Kate nodded; slightly annoyed at all the problems he was causing, and grabbed her huge bathrobe. Then thought otherwise, threw it over her shoulder and went to her closet to get another item of clothing. This was a long, billowing, deep purple cloak. It reached down past her feet and had a hood to go with it. She spun around and threw it over Mark's head.

"Hey!" He complained, finding his way through the fabric.

Kate turned around to face him.

"Here's the plan. You go down stairs quietly, the bathroom is the second to the right once you go down the normal stairs, not the ones to my room. Just try to act like me and avoid any and ALL contact or communication with my parents? Simple enough?"

Mark, who had finally put the cloak on right, tied the strings and nodded.
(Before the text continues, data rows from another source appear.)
//! The super-command: selects a registered subcommand and delegates to it
//!
//! A [`SuperCommand`] is itself a [`Command`], so super-commands nest. Flag
//! handling is split in two:
//! - Common flags (`--help`, `--description` and the configured global flags)
//!   are accepted before the subcommand name and again on every leaf command.
//! - `--version` and `--no-alias` only apply before the subcommand name.

use crate::cli::args::check_empty;
use crate::cli::command::{Command, SharedCommand, shared};
use crate::cli::context::Context;
use crate::cli::flags::{FlagSet, HELP_FLAG, flag_is_set};
use crate::cli::info::Info;
use crate::config::aliases::AliasTable;
use crate::config::params::{MissingCallback, NotifyHelp, NotifyRun, SuperCommandParams};
use crate::dispatch::deprecation::{DeprecationCheck, DeprecationState};
use crate::dispatch::help::{self, HelpRequest, HelpTopics, TopicCallback};
use crate::dispatch::registry::{CommandReference, Handler, Registry};
use crate::dispatch::resolve::{Resolution, Resolver};
use crate::dispatch::version::VersionCommand;
use crate::error::{CmdError, is_err_silent, rc_passthrough_code};
use crate::system::{RealSystem, System};
use anyhow::Result;
use clap::{Arg, ArgAction, ArgMatches};
use core::fmt;
use std::io::Write as _;
use std::rc::Rc;
use tracing::{debug, info};

const DESCRIPTION_FLAG: &str = "description";
const VERSION_FLAG: &str = "version";
const NO_ALIAS_FLAG: &str = "no-alias";

/// The subcommand picked by `init`
enum Action {
    Command(SharedCommand),
    Help(HelpRequest),
    Missing { name: String, args: Vec<String> },
}

struct Selected {
    invoked: String,
    state: DeprecationState,
    action: Action,
}

/// A command that selects and runs one of its registered subcommands
pub struct SuperCommand {
    name: String,
    purpose: String,
    doc: String,
    usage_prefix: String,
    aliases: Vec<String>,
    version: String,
    known_as: String,
    global_flags: Vec<Arg>,
    has_alias_file: bool,
    user_aliases: AliasTable,
    registry: Registry,
    topics: HelpTopics,
    missing_callback: Option<MissingCallback>,
    notify_run: Option<NotifyRun>,
    notify_help: Option<NotifyHelp>,

    selected: Option<Selected>,
    show_description: bool,
    layers: Vec<ArgMatches>,
}
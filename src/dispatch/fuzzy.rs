//! Edit distance and closest-name matching

/// Levenshtein distance between two strings, compared byte by byte
///
/// Uses a single row of `a.len() + 1` cells.
#[must_use]
#[inline]
pub fn levenshtein_distance(a: &str, b: &str) -> usize {
    let a = a.as_bytes();
    let b = b.as_bytes();
    let mut row: Vec<usize> = (0..=a.len()).collect();

    for (i, &b_byte) in b.iter().enumerate() {
        let mut last_diag = row[0];
        row[0] = i + 1;
        for (j, &a_byte) in a.iter().enumerate() {
            let old_diag = row[j + 1];
            let cost = usize::from(a_byte != b_byte);
            row[j + 1] = (row[j + 1] + 1)
                .min(row[j] + 1)
                .min(last_diag + cost);
            last_diag = old_diag;
        }
    }

    row[a.len()]
}

/// Pick the candidate closest to `name`
///
/// Ties are broken by the lexicographically smaller candidate. The match is
/// rejected when the distance is not below the candidate's length plus one.
#[must_use]
#[inline]
pub fn closest_match<'names, I>(name: &str, candidates: I) -> Option<&'names str>
where
    I: IntoIterator<Item = &'names str>,
{
    let (best, distance) = candidates
        .into_iter()
        .map(|candidate| (candidate, levenshtein_distance(name, candidate)))
        .min_by(|(left, left_distance), (right, right_distance)| {
            left_distance.cmp(right_distance).then_with(|| left.cmp(right))
        })?;

    if !best.is_empty() && distance < best.len() + 1 {
        return Some(best);
    }
    None
}

#[cfg(test)]
mod tests {
    use super::*;

    #[test]
    fn kitten_sitting() {
        assert_eq!(levenshtein_distance("kitten", "sitting"), 3);
    }

    #[test]
    fn identical_strings_have_zero_distance() {
        for word in ["", "a", "help", "defenestrate"] {
            assert_eq!(levenshtein_distance(word, word), 0);
        }
    }

    #[test]
    fn distance_is_symmetric() {
        let words = ["", "flip", "flap", "flop", "status", "help", "hlp"];
        for a in words {
            for b in words {
                assert_eq!(levenshtein_distance(a, b), levenshtein_distance(b, a));
            }
        }
    }

    #[test]
    fn empty_against_word_is_word_length() {
        assert_eq!(levenshtein_distance("", "status"), 6);
        assert_eq!(levenshtein_distance("abc", ""), 3);
    }

    #[test]
    fn suggests_help_for_hlp() {
        assert_eq!(closest_match("hlp", ["help", "list", "status"]), Some("help"));
    }

    #[test]
    fn ties_break_lexicographically() {
        assert_eq!(closest_match("flxp", ["flop", "flap", "flip"]), Some("flap"));
    }

    #[test]
    fn far_away_names_are_rejected() {
        assert_eq!(closest_match("barsomethingfoo", ["foo"]), None);
        assert_eq!(closest_match("anything", std::iter::empty()), None);
    }

    #[test]
    fn threshold_is_candidate_length_plus_one() {
        // distance("xyz", "ab") == 3, which is not below len("ab") + 1
        assert_eq!(closest_match("xyz", ["ab"]), None);
        // distance("xy", "ab") == 2, which is
        assert_eq!(closest_match("xy", ["ab"]), Some("ab"));
    }
}
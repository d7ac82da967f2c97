//! Construction parameters for a super-command

use crate::cli::context::Context;
use anyhow::Result;
use clap::Arg;
use core::fmt;
use std::path::PathBuf;

/// Called when the requested subcommand is not registered
///
/// Receives the context, the raw subcommand name and the remaining arguments.
pub type MissingCallback = Box<dyn Fn(&mut Context<'_>, &str, &[String]) -> Result<()>>;

/// Called just before a subcommand runs, with the (prefixed) super-command name
pub type NotifyRun = Box<dyn Fn(&str)>;

/// Called just before help is printed, with the arguments given to `help`
pub type NotifyHelp = Box<dyn Fn(&[String])>;

/// Parameters for [`SuperCommand::new`](crate::dispatch::SuperCommand::new)
#[derive(Default)]
#[non_exhaustive]
pub struct SuperCommandParams {
    /// Name used to invoke the super-command
    pub name: String,
    /// One-line purpose, also printed by `--description`
    pub purpose: String,
    /// Long form description shown above the command list
    pub doc: String,
    /// Path of parent commands, set when this super-command is nested
    pub usage_prefix: String,
    /// Alternative names when registered in a parent
    pub aliases: Vec<String>,
    /// Version string; enables the `version` command and `--version`
    pub version: String,
    /// Extra detail printed by `version --all`
    pub version_detail: Option<serde_json::Value>,
    /// Location of a `name = command args...` alias file; enables `--no-alias`
    pub user_aliases_filename: Option<PathBuf>,
    /// Word used for flags in messages, e.g. "option"; defaults to "flag"
    pub flag_known_as: String,
    /// Flags available before the subcommand name and on every leaf subcommand
    pub global_flags: Vec<Arg>,
    /// Fallback for unregistered subcommands
    pub missing_callback: Option<MissingCallback>,
    /// Notified before a subcommand runs
    pub notify_run: Option<NotifyRun>,
    /// Notified before help is printed
    pub notify_help: Option<NotifyHelp>,
}

impl SuperCommandParams {
    /// Parameters with a name and purpose, everything else defaulted
    #[must_use]
    #[inline]
    pub fn new<N: Into<String>, P: Into<String>>(name: N, purpose: P) -> Self {
        Self {
            name: name.into(),
            purpose: purpose.into(),
            ..Self::default()
        }
    }
}

impl fmt::Debug for SuperCommandParams {
    fn fmt(&self, f: &mut fmt::Formatter<'_>) -> fmt::Result {
        f.debug_struct("SuperCommandParams")
            .field("name", &self.name)
            .field("purpose", &self.purpose)
            .field("usage_prefix", &self.usage_prefix)
            .field("aliases", &self.aliases)
            .field("version", &self.version)
            .field("user_aliases_filename", &self.user_aliases_filename)
            .field("flag_known_as", &self.flag_known_as)
            .field("missing_callback", &self.missing_callback.is_some())
            .finish_non_exhaustive()
    }
}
"All except the "acting like you part". Which one sounds more convincing?" He cleared his throat and pitched his voice higher. " 'Oh! I'm Kate! Watch me let a human into Halloweentown!' or 'I'm scary! Watch me fall out of a tree!" He waved his arms in motion of the act as Kate glared at him in distaste.

"That's great, and while your downstairs, I'll stay up here and pretend to be you!" she in turn pitched her voice lower, "Look at me! I can't breathe! Help! Ah! Don't touch my books! Don't touch them!"

Mark frowned, "Well, at least I know the right way to read a book!"

"Well, at least I wasn't running away!"

"Well, at least I don't have to fret over my "reputation"!"

"Well . . . your eyes are weird."

"Well . . . you have, uh, long, red, uh . . .hair." Mark countered pathetically. Kate quirked an eyebrow at him.

"I have "long red hair"?" she mocked, stifling a giggle.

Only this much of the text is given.